To investigate the properties of the R6 promoter in apple, we transformed ‘Royal Gala’ (green leaves and white flesh) with MYB10 driven by the R6 promoter. While the R1 promoter is found in ‘Royal Gala,’ R6 is not (Figure 2). We have already shown that when ‘Royal Gala’ was transformed with 35S:MYB10, red callus is produced and regenerates to produce red plants (Espley et al., 2007). We observed a similar callus phenotype when ‘Royal Gala’ is transformed with R6:MYB10, with bright red areas on regenerating callus (Figure 3B), while no pigmentation was seen on regenerating apple callus transformed with R1:MYB10. Similarly, callus transformed with an empty vector cassette showed no pigmentation. To further study the development of the ‘Royal Gala’ R6:MYB10 transgenic lines, transformed plantlets were micrografted onto ‘M9’ rootstock, adapted from a previously described protocol (Lane et al., 2003). The grafted plants remained highly pigmented (Figure 3C), with a phenotype similar to the red foliaged, red-fleshed variety Malus × domestica ‘Red Field’ OP and to the previously described 35S:MYB10 transgenic lines (Espley et al., 2007) (Figure 3D).
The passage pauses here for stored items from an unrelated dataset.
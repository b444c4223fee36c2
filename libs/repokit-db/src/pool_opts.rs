//! Pool knobs shared by every sqlx backend.

use sqlx::pool::PoolOptions;
use sqlx::Database;

use crate::ConnectOpts;

pub(crate) trait ApplyPoolOpts {
    /// Overlay the set fields of `opts` on the builder.
    fn apply(self, opts: &ConnectOpts) -> Self;
}

impl<DB: Database> ApplyPoolOpts for PoolOptions<DB> {
    fn apply(mut self, opts: &ConnectOpts) -> Self {
        if let Some(n) = opts.max_conns {
            self = self.max_connections(n);
        }
        if let Some(n) = opts.min_conns {
            self = self.min_connections(n);
        }
        if let Some(t) = opts.acquire_timeout {
            self = self.acquire_timeout(t);
        }
        if let Some(t) = opts.idle_timeout {
            self = self.idle_timeout(t);
        }
        if let Some(t) = opts.max_lifetime {
            self = self.max_lifetime(t);
        }
        if opts.test_before_acquire {
            self = self.test_before_acquire(true);
        }
        self
    }
}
These results strongly suggest that the R6 promoter allele is responsible for the increased accumulation of anthocyanins in red-fleshed apple types.

Autoregulation of the MYB10 Promoter in the Dual Luciferase Transient Tobacco Assay

One possible result of the minisatellite insertion within the promoter of MYB10 is an increase in the basal activity of the promoter. A dual luciferase assay was used to quantify the activity of the two versions of the MYB10 promoter. R1 and R6 promoter sequences were fused to LUCIFERASE (LUC) and transactivation of the LUC gene measured relative to 35S:RENILLA (REN) by measurement of luminescence after transient expression in Nicotiana benthamiana. The R1 and R6 promoters showed little difference in activity, as determined by the ratio of luminescence produced by MYB10-promoter-LUC to 35S-REN (Figure 4A). However, when 35S:MYB10 was coinfiltrated with MYB10-promoter-LUC constructs, it transactivated the promoters. When 35S:MYB10 was coinfiltrated with R1:LUC, there was a slight elevation in transactivation (Figure 4A), while 35S:MYB10 transactivated R6:LUC >30-fold compared with background promoter activity. There was a sevenfold increase in the effect of 35S:MYB10 on R6:LUC compared with R1:LUC (0.696 ± se 0.02 compared with 0.098 ± se 0.001) (Figure 4A). This level of transactivation suggests that the presence of the repeat motifs in R6:LUC act as an enhancer of MYB10-induced transcription, resulting in the elevated LUC levels.

Figure 4.
Interaction of Native Apple Promoters and MYB10 in a Dual Luciferase Transient Tobacco Assay.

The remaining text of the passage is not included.